NOTA: Texto na versão original.
A Infanta D. Maria
«(…) Pela minha parte, creio que o ponto de partida para o
endoutrinamento da Infanta e seu primeiro norte, francamente liberal, inculcou-lhe
um ideal philosophico superior, mas que posteriormente abalada pelos acontecimentos
particulares que aniquilaram as suas aspirações mundanas, e coincidiram com a
reacção jesuitica a sua mentalidade tomou evolução mais theologica. A materia
dos livros que lhe foram dedicados, nos primeiros decennios e nos ultimos,
confirmam que houve scissão. De 1520
a 1550 estava-se em pleno renascimento.
A cultura classica, o amor á antiguidade, que de modo muito imperfeito havia
penetrado na côrte de João II e Manoel I, expandia-se impetuosamente por todo o
reino. Quanto á vitalidade intellectual, ao fervor artistico, á energia
litteraria, nunca houve em Portugal periodo que se possa comparar aos decennios
em que recahe a mocidade da Infanta.
João III, convencido de assim cumprir uma missão civilisadora,
tratava muito a serio da reforma da educação nacional. Chamou humanistas
estrangeiros e humanistas indigenas, instruidos em Salamanca, Paris e Florença.
Uns foram para Coimbra, Evora, Braga; outros para o ensino no paço. Foram secretários
del Rei e mestres dos infantes seus irmãos, e de seus proprios filhos, vultos
como Aires Barbosa, André de Resende Nicolau Clenardo, João Vaseu, Pedro Nunes,
Lourenço de Caceres, Jorge Coelho, Diogo Sigeu, Ignacio Moraes, Pedro Sanches,
Jeronymo Cardoso, Pedro Margalho. Em casa dos duques de Bragança, barões de Alvito,
condes do Vimioso, de Linhares e outros magnates encontramos os mesmos, e para
ensino da lingua patria a João de Barros, Fernam Oliveira, Francisco Moraes, e
Luiz de Camões, se o seu ultimo biographo descobriu a verdade.

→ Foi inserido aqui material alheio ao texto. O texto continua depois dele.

//! Two-body orbital propagation
//!
//! [`kepler`] holds the equation solvers; [`propagator`] turns catalog
//! elements into positions relative to the parent body.

pub mod kepler;
pub mod propagator;

pub use kepler::{KeplerConfig, solve_elliptic, solve_hyperbolic, solve_parabolic};
pub use propagator::{KeplerOrbit, OrbitState};
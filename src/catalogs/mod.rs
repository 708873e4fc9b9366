//! Catalog module
//!
//! This module holds the validated, immutable catalog of solar-system bodies
//! and background stars, along with the raw record types and the readers that
//! produce them from catalog documents.

pub mod body;
pub mod document;
pub mod loader;
pub mod records;
pub mod star;

pub use body::{
    BodyType, CelestialBody, OrbitKind, OrbitalElements, PhysicalProperties, RotationalElements,
};
pub use document::{read_document, read_document_str, DocumentFormat};
pub use loader::{load, merge_documents};
pub use records::CatalogDocument;
pub use star::{Magnitude, ProperMotion, SphericalLocation, Star, StellarType};

/// Anything addressable by a primary name or one of its aliases
pub trait Named {
    fn name(&self) -> &str;

    fn aliases(&self) -> &[String];

    /// Case-insensitive match against the name and every alias
    fn answers_to(&self, key: &str) -> bool {
        self.name().eq_ignore_ascii_case(key)
            || self.aliases().iter().any(|alias| alias.eq_ignore_ascii_case(key))
    }
}

impl Named for CelestialBody {
    fn name(&self) -> &str {
        &self.name
    }

    fn aliases(&self) -> &[String] {
        &self.aliases
    }
}

impl Named for Star {
    fn name(&self) -> &str {
        &self.name
    }

    fn aliases(&self) -> &[String] {
        &self.aliases
    }
}

/// Index of `key` in `items`: exact name first, then any case-insensitive name or alias
fn find_index<T: Named>(items: &[T], key: &str) -> Option<usize> {
    items
        .iter()
        .position(|item| item.name() == key)
        .or_else(|| items.iter().position(|item| item.answers_to(key)))
}

/// Validated bodies and stars
#[derive(Debug, Clone, Default)]
pub struct Catalog {
    bodies: Vec<CelestialBody>,
    stars: Vec<Star>,
}

impl Catalog {
    pub(crate) fn new(bodies: Vec<CelestialBody>, stars: Vec<Star>) -> Self {
        Self { bodies, stars }
    }

    pub fn bodies(&self) -> &[CelestialBody] {
        &self.bodies
    }

    pub fn stars(&self) -> &[Star] {
        &self.stars
    }

    pub fn body_index(&self, key: &str) -> Option<usize> {
        find_index(&self.bodies, key)
    }

    pub fn star_index(&self, key: &str) -> Option<usize> {
        find_index(&self.stars, key)
    }

    /// Look up a body by name or alias
    pub fn body(&self, key: &str) -> Option<&CelestialBody> {
        self.body_index(key).map(|i| &self.bodies[i])
    }

    /// Look up a star by name or alias
    pub fn star(&self, key: &str) -> Option<&Star> {
        self.star_index(key).map(|i| &self.stars[i])
    }

    pub fn len(&self) -> usize {
        self.bodies.len() + self.stars.len()
    }

    pub fn is_empty(&self) -> bool {
        self.len() == 0
    }
}

#[cfg(test)]
mod tests {
    use super::*;
    use crate::coordinates::SphericalCoordinate;

    fn star(name: &str, aliases: &[&str]) -> Star {
        Star {
            name: name.into(),
            kind: StellarType::Star,
            constellation: None,
            location: SphericalCoordinate::new(0.0, 0.0),
            magnitude: None,
            motion: None,
            aliases: aliases.iter().map(|a| a.to_string()).collect(),
        }
    }

    #[test]
    fn test_lookup_prefers_exact_name() {
        let catalog = Catalog::new(
            Vec::new(),
            vec![star("Castor", &["Alpha"]), star("alpha", &[]), star("Mizar", &["HR 5054"])],
        );
        assert_eq!(catalog.star_index("alpha"), Some(1));
        assert_eq!(catalog.star_index("ALPHA"), Some(0));
        assert_eq!(catalog.star("hr 5054").map(|s| s.name.as_str()), Some("Mizar"));
        assert!(catalog.star("Polaris").is_none());
        assert_eq!(catalog.len(), 3);
    }
}
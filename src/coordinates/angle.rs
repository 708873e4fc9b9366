//! # Sexagesimal Angle Codec
//!
//! Catalog documents write right ascension in hours-minutes-seconds and
//! declination in degrees-minutes-seconds:
//!
//! - HMS: `H?H h M?M m S?S(.S+)? s`, hours 0-23, unsigned
//! - DMS: `[sign] D?D d M?M m S?S(.S+)? s`, at most 90 degrees in magnitude
//!
//! Unit letters are case-insensitive and whitespace between the components
//! is optional. Minutes and seconds must be below 60.
//!
//! ## Examples
//!
//! ```rust
//! use orrery::coordinates::angle::{format_hms, parse_hms};
//!
//! let ra = parse_hms("18h 36m 56.33635s").unwrap();
//! assert_eq!(format_hms(ra), "18h 36m 56.336350s");
//! ```

use crate::constants::{DEG2RAD, HOUR2RAD, TAU};
use crate::errors::FormatError;
use lazy_static::lazy_static;
use regex::Regex;

lazy_static! {
    static ref HMS_RE: Regex =
        Regex::new(r"(?i)^\s*(\d{1,2})\s*h\s*(\d{1,2})\s*m\s*(\d{1,2}(?:\.\d+)?)\s*s\s*$")
            .expect("valid HMS pattern");
    static ref DMS_RE: Regex = Regex::new(
        r"(?i)^\s*([+-])?\s*(\d{1,2})\s*d\s*(\d{1,2})\s*m\s*(\d{1,2}(?:\.\d+)?)\s*s\s*$"
    )
    .expect("valid DMS pattern");
}

/// Split a sexagesimal triple out of regex captures starting at `first`
fn components(
    caps: &regex::Captures<'_>,
    first: usize,
    what: &'static str,
    text: &str,
) -> Result<(f64, f64, f64), FormatError> {
    let field = |i: usize| -> Result<f64, FormatError> {
        caps.get(i)
            .map(|m| m.as_str())
            .unwrap_or_default()
            .parse::<f64>()
            .map_err(|e| FormatError::new(what, text, e.to_string()))
    };
    let (major, minutes, seconds) = (field(first)?, field(first + 1)?, field(first + 2)?);

    if minutes >= 60.0 {
        return Err(FormatError::new(what, text, "minutes must be in 0-59"));
    }
    if seconds >= 60.0 {
        return Err(FormatError::new(what, text, "seconds must be below 60"));
    }
    Ok((major, minutes, seconds))
}

/// Parse an hours-minutes-seconds angle into radians in [0, 2π)
pub fn parse_hms(text: &str) -> Result<f64, FormatError> {
    const WHAT: &str = "HMS angle";
    let caps = HMS_RE
        .captures(text)
        .ok_or_else(|| FormatError::new(WHAT, text, "expected the form '12h 34m 56.7s'"))?;
    let (hours, minutes, seconds) = components(&caps, 1, WHAT, text)?;
    if hours > 23.0 {
        return Err(FormatError::new(WHAT, text, "hours must be in 0-23"));
    }

    Ok((hours + minutes / 60.0 + seconds / 3600.0) * HOUR2RAD)
}

/// Parse a signed degrees-minutes-seconds angle into radians in [-π/2, π/2]
pub fn parse_dms(text: &str) -> Result<f64, FormatError> {
    const WHAT: &str = "DMS angle";
    let caps = DMS_RE
        .captures(text)
        .ok_or_else(|| FormatError::new(WHAT, text, "expected the form '+12d 34m 56.7s'"))?;
    let (degrees, minutes, seconds) = components(&caps, 2, WHAT, text)?;

    let magnitude = degrees + minutes / 60.0 + seconds / 3600.0;
    if magnitude > 90.0 {
        return Err(FormatError::new(WHAT, text, "magnitude exceeds 90 degrees"));
    }

    let sign = match caps.get(1).map(|m| m.as_str()) {
        Some("-") => -1.0,
        _ => 1.0,
    };
    Ok(sign * magnitude * DEG2RAD)
}

/// Split a non-negative quantity into (whole, minutes, seconds) at microsecond
/// resolution so rounding never produces a 60 in the lower fields.
fn split_sexagesimal(value: f64) -> (i64, i64, f64) {
    let micro = (value * 3600.0 * 1e6).round() as i64;
    let whole = micro / 3_600_000_000;
    let rest = micro % 3_600_000_000;
    let minutes = rest / 60_000_000;
    let seconds = (rest % 60_000_000) as f64 / 1e6;
    (whole, minutes, seconds)
}

/// Render radians as `"Hh Mm S.SSSSSSs"`, wrapping into 0-24h
pub fn format_hms(radians: f64) -> String {
    let hours = radians.rem_euclid(TAU) / HOUR2RAD;
    let (h, m, s) = split_sexagesimal(hours);
    format!("{}h {}m {:.6}s", h % 24, m, s)
}

/// Render radians as `"+Dd Mm S.SSSSSSs"`
pub fn format_dms(radians: f64) -> String {
    let sign = if radians < 0.0 { '-' } else { '+' };
    let (d, m, s) = split_sexagesimal(radians.abs() / DEG2RAD);
    format!("{}{}d {}m {:.6}s", sign, d, m, s)
}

Na capital,
installaram-se aulas de latim para os moços-fidalgos. E comquanto nem todos
aproveitassem e alguns maldizessem a sorte que os fizera nascer em
sino de latim (conforme com muita graça confessou um dos mais antigos
letrados palacianos), a medida do saber foi subindo consideravelmente entre
os aristocratas privilegiados, aos quaes o reformador da poesia havia dirigido pouco
antes uns conhecidos aphorismos,
Dizem dos nossos passados
que os mais não sabiam ler:
eram bons, eram ousados…
eu não louvo o não saber,
como alguns ás graças dados…
Quanto á educação feminina, reformistas eminentes como Luis Vives,
haviam-na classificado como indicio seguro da civilisação alcançada por um
povo. Persuadidos que só de mulheres solidamente instruidas nas artes liberaes,
iniciadas directamente no puro gosto da antiguidade, havia de nascer uma
geração de entes superoires, de caracter, energia e intelligencia privilegiada,
exigiam que as humanidades formassem parte integrante tambem da cultura do sexo
fragil.
A grande em tudo rainha Isabel a Catholica já havia aceite o
alvitre com enthusiasmo. Em idade madura venceu as difficuldades da lingua de
Lacio. Fez estudar as Infantas suas filhas. Instituiu na sua aula o posto de
mestra latina, a favor de D. Beatriz Galindo, sua preceptora. Em harmonia com o
aphorismo então lançado por um dos cortesãos: jugaba El-rey, eram todos
tahures; estudia la reina, somos ahora estudantes, a aristocracia do
sangue imitou-a. Quanto á aristocracia das letras, é evidente que, dando o
impulso, dera tambem o exemplo.
Em Portugal a evolução foi a mesma, posto que mais tardia, vagarosa
e incompleta. As duas filhas da rainha Catholica que occuparam o throno
português de 1495 a 1519 não eram de modo algum hospedas nas letras, como
não o haviam sido a esposa de João II nem a de Affonso V. Mas ainda assim, não
implantaram nos paços da Ribeira a moda erasmiana nem a sua
transformação italo-castelhana. A neta, isto é a mãe da Infanta e irman da
rainha D. Catharina, pertence o impulso. D. Leonor era boa latina como a avó e
a progenitora, porque mesmo a pobre D. Juana contestava de improviso em latim
aos discursos gratulatorios das cidades de Flandres. Logo no primeiro anno da
sua assistencia em Portugal, a esposa de Manoel
conseguiu que lhe representassem na côrte uma engraçada comedia latina,
escripta por um estudante em ferias, emquanto Salamanca ardia em febre». In
Carolina Michaelis de Vasconcelos, (1851-1925),
Infanta D. Maria de Portugal (1521-1577) e as suas Damas, edição fac-similada, Enclave
de Reabilitação Profissional da Biblioteca Nacional, Lisboa, 1994, ISBN
972-565-198-7.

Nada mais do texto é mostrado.